(Your assignment) Among the lines below, tally those that contain "first" and respond with the total only.
━━━ Records ━━━
#[cfg(test)]
mod tests {
    use super::*;
    use crate::envelope::{Envelope, Envelopes};
    use crate::label::Sign;

    #[derive(Debug, Eq, PartialEq)]
    enum Call {
        ListFolders,
        SelectFolder(String),
        SearchAll,
        SearchQuery(String),
        AddFlags(Vec<Uid>, Vec<Flag>),
        RemoveFlags(Vec<Uid>, Vec<Flag>),
        AddLabels(Vec<Uid>, Vec<String>),
        RemoveLabels(Vec<Uid>, Vec<String>),
        DeleteMessages(Vec<Uid>),
        Expunge,
        FetchEnvelopes(Vec<Uid>),
    }

    #[derive(Default)]
    struct MockSession {
        folders: Vec<String>,
        unselectable: Vec<String>,
        uids: Vec<Uid>,
        envelopes: Vec<Envelope>,
        calls: Vec<Call>,
    }

    impl MockSession {
        fn new(folders: &[&str], uids: &[Uid]) -> Self {
            Self {
                folders: folders.iter().map(ToString::to_string).collect(),
                uids: uids.to_vec(),
                ..Default::default()
            }
        }
    }

    impl MailSession for MockSession {
        fn list_folders(&mut self) -> backend::Result<Vec<String>> {
            self.calls.push(Call::ListFolders);
            Ok(self.folders.clone())
        }

        fn select_folder(&mut self, folder: &str) -> backend::Result<()> {
            self.calls.push(Call::SelectFolder(folder.to_string()));
            if self.unselectable.iter().any(|f| f == folder) {
                return Err(backend::Error::SelectFolderImapError(
                    imap::Error::ConnectionLost,
                    folder.to_string(),
                ));
            }
            Ok(())
        }

        fn search_all(&mut self) -> backend::Result<Vec<Uid>> {
            self.calls.push(Call::SearchAll);
            Ok(self.uids.clone())
        }

        fn search_query(&mut self, query: &str) -> backend::Result<Vec<Uid>> {
            self.calls.push(Call::SearchQuery(query.to_string()));
            Ok(self.uids.clone())
        }

        fn add_flags(&mut self, uids: &[Uid], flags: &[Flag]) -> backend::Result<()> {
            self.calls
                .push(Call::AddFlags(uids.to_vec(), flags.to_vec()));
            Ok(())
        }

        fn remove_flags(&mut self, uids: &[Uid], flags: &[Flag]) -> backend::Result<()> {
            self.calls
                .push(Call::RemoveFlags(uids.to_vec(), flags.to_vec()));
            Ok(())
        }

        fn add_labels(&mut self, uids: &[Uid], labels: &[String]) -> backend::Result<()> {
            self.calls
                .push(Call::AddLabels(uids.to_vec(), labels.to_vec()));
            Ok(())
        }

        fn remove_labels(&mut self, uids: &[Uid], labels: &[String]) -> backend::Result<()> {
            self.calls
                .push(Call::RemoveLabels(uids.to_vec(), labels.to_vec()));
            Ok(())
        }

        fn delete_messages(&mut self, uids: &[Uid]) -> backend::Result<()> {
            self.calls.push(Call::DeleteMessages(uids.to_vec()));
            Ok(())
        }

        fn expunge(&mut self) -> backend::Result<()> {
            self.calls.push(Call::Expunge);
            Ok(())
        }

        fn fetch_envelopes(&mut self, uids: &[Uid]) -> backend::Result<Envelopes> {
            self.calls.push(Call::FetchEnvelopes(uids.to_vec()));
            Ok(self
                .envelopes
                .iter()
                .filter(|envelope| uids.contains(&envelope.uid))
                .cloned()
                .collect())
        }

        fn logout(&mut self) -> backend::Result<()> {
            Ok(())
        }
    }

    fn run(config: &FilterConfig, session: &mut MockSession) -> (Result<()>, String) {
        let mut out = Vec::new();
        let res = BulkFilter::new(config, session, &mut out).run();
        (res, String::from_utf8(out).unwrap())
    }

    #[test_log::test]
    fn add_seen_flag_to_all_inbox_messages() {
        let mut session = MockSession::new(&["INBOX", "Archive"], &[1, 2, 3]);
        let config = FilterConfig {
            flags: vec!["+SEEN".parse().unwrap()],
            folders: FolderSelection::from_tokens(["INBOX"]),
            ..Default::default()
        };

        let (res, _) = run(&config, &mut session);

        res.unwrap();
        assert_eq!(
            session.calls,
            vec![
                Call::ListFolders,
                Call::SelectFolder("INBOX".into()),
                Call::SearchAll,
                Call::AddFlags(vec![1, 2, 3], vec![Flag::Seen]),
                Call::RemoveFlags(vec![1, 2, 3], vec![]),
            ],
        );
    }

    #[test]
    fn chunking_is_exhaustive_and_order_preserving() {
        let uids: Vec<Uid> = (1..=250).collect();
        let mut session = MockSession::new(&["INBOX"], &uids);
        let config = FilterConfig {
            trash: true,
            folders: FolderSelection::from_tokens(["INBOX"]),
            chunk_size: 100,
            ..Default::default()
        };

        let (res, _) = run(&config, &mut session);
        res.unwrap();

        let chunks: Vec<&Vec<Uid>> = session
            .calls
            .iter()
            .filter_map(|call| match call {
                Call::AddLabels(uids, _) => Some(uids),
                _ => None,
            })
            .collect();

        assert_eq!(chunks.len(), 3);
        assert!(chunks[..2].iter().all(|chunk| chunk.len() == 100));
        assert_eq!(chunks[2].len(), 50);

        let rejoined: Vec<Uid> = chunks.into_iter().flatten().copied().collect();
        assert_eq!(rejoined, uids);
    }

    #[test]
    fn fail_if_empty_with_multiple_folders_fails_before_any_session_call() {
        let mut session = MockSession::new(&["A", "B"], &[1]);
        let config = FilterConfig {
            fail_if_empty: true,
            folders: FolderSelection::from_tokens(["A", "B"]),
            ..Default::default()
        };

        let (res, _) = run(&config, &mut session);

        assert!(matches!(res, Err(Error::InvalidOptionsError)));
        assert!(session.calls.is_empty());
    }

    #[test]
    fn fail_if_empty_on_all_folders_fails_after_resolution() {
        let mut session = MockSession::new(&["A", "B"], &[1]);
        let config = FilterConfig {
            fail_if_empty: true,
            ..Default::default()
        };

        let (res, _) = run(&config, &mut session);

        assert!(matches!(res, Err(Error::InvalidOptionsError)));
        assert_eq!(session.calls, vec![Call::ListFolders]);
    }

    #[test_log::test]
    fn fail_if_empty_aborts_without_mutations_on_empty_result() {
        let mut session = MockSession::new(&["INBOX"], &[]);
        let config = FilterConfig {
            fail_if_empty: true,
            trash: true,
            folders: FolderSelection::from_tokens(["INBOX"]),
            ..Default::default()
        };

        let (res, _) = run(&config, &mut session);

        assert!(matches!(res, Err(Error::NoMatchingMessagesError)));
        assert_eq!(
            session.calls,
            vec![
                Call::ListFolders,
                Call::SelectFolder("INBOX".into()),
                Call::SearchAll,
            ],
        );
    }

    #[test]
    fn empty_search_without_fail_if_empty_is_a_noop() {
        let mut session = MockSession::new(&["INBOX"], &[]);
        let config = FilterConfig {
            delete: true,
            folders: FolderSelection::from_tokens(["INBOX"]),
            ..Default::default()
        };

        let (res, _) = run(&config, &mut session);

        res.unwrap();
        assert_eq!(
            session.calls,
            vec![
                Call::ListFolders,
                Call::SelectFolder("INBOX".into()),
                Call::SearchAll,
            ],
        );
    }

    #[test]
    fn show_prints_messages_in_ascending_uid_order() {
        let mut session = MockSession::new(&["INBOX"], &[50, 10]);
        session.envelopes = vec![
            Envelope {
                uid: 50,
                subject: "second".into(),
                ..Default::default()
            },
            Envelope {
                uid: 10,
                subject: "first".into(),
                ..Default::default()
            },
        ];
        let config = FilterConfig {
            show: true,
            folders: FolderSelection::from_tokens(["INBOX"]),
            ..Default::default()
        };

        let (res, out) = run(&config, &mut session);

        res.unwrap();
        let first = out.find("0010: first").unwrap();
        let second = out.find("0050: second").unwrap();
        assert!(first < second);
    }

    #[test]
    fn delete_expunges_after_each_chunk() {
        let mut session = MockSession::new(&["Spam"], &[1, 2, 3, 4, 5]);
        let config = FilterConfig {
            delete: true,
            folders: FolderSelection::from_tokens(["Spam"]),
            chunk_size: 2,
            ..Default::default()
        };

        let (res, _) = run(&config, &mut session);

        res.unwrap();
        assert_eq!(
            session.calls[3..],
            [
                Call::DeleteMessages(vec![1, 2]),
                Call::Expunge,
                Call::DeleteMessages(vec![3, 4]),
                Call::Expunge,
                Call::DeleteMessages(vec![5]),
                Call::Expunge,
            ],
        );
    }

    #[test_log::test]
    fn unselectable_folder_is_skipped_without_aborting() {
        let mut session = MockSession::new(&["Bad", "Good"], &[1]);
        session.unselectable = vec!["Bad".into()];
        let config = FilterConfig {
            trash: true,
            ..Default::default()
        };

        let (res, _) = run(&config, &mut session);

        res.unwrap();
        assert_eq!(
            session.calls,
            vec![
                Call::ListFolders,
                Call::SelectFolder("Bad".into()),
                Call::SelectFolder("Good".into()),
                Call::SearchAll,
                Call::AddLabels(vec![1], vec![label::TRASH.to_string()]),
            ],
        );
    }

    #[test]
    fn query_goes_through_provider_search() {
        let mut session = MockSession::new(&["INBOX"], &[1]);
        let config = FilterConfig {
            query: Some("from:boss".into()),
            show: true,
            folders: FolderSelection::from_tokens(["INBOX"]),
            ..Default::default()
        };

        let (res, _) = run(&config, &mut session);

        res.unwrap();
        assert!(session
            .calls
            .contains(&Call::SearchQuery("from:boss".into())));
    }

    #[test]
    fn actions_run_in_fixed_order_per_chunk() {
        let mut session = MockSession::new(&["INBOX"], &[1, 2]);
        let config = FilterConfig {
            flags: vec!["+seen".parse().unwrap(), "-flagged".parse().unwrap()],
            labels: vec![
                LabelSpec::new(Sign::Add, "work"),
                LabelSpec::new(Sign::Remove, "todo"),
            ],
            archive: true,
            show: true,
            trash: true,
            delete: true,
            folders: FolderSelection::from_tokens(["INBOX"]),
            ..Default::default()
        };

        let (res, _) = run(&config, &mut session);

        res.unwrap();
        assert_eq!(
            session.calls[3..],
            [
                Call::AddFlags(vec![1, 2], vec![Flag::Seen]),
                Call::RemoveFlags(vec![1, 2], vec![Flag::Flagged]),
                Call::AddLabels(vec![1, 2], vec!["work".into()]),
                Call::RemoveLabels(vec![1, 2], vec!["todo".into()]),
                Call::RemoveLabels(vec![1, 2], vec![label::INBOX.to_string()]),
                Call::FetchEnvelopes(vec![1, 2]),
                Call::AddLabels(vec![1, 2], vec![label::TRASH.to_string()]),
                Call::DeleteMessages(vec![1, 2]),
                Call::Expunge,
            ],
        );
    }

    #[test]
    fn chunk_range_formats() {
        assert_eq!(chunk_range(&[]), "none");
        assert_eq!(chunk_range(&[7]), "7");
        assert_eq!(chunk_range(&[10, 20, 50]), "10..50");
    }
}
━━━
(The completed task) 3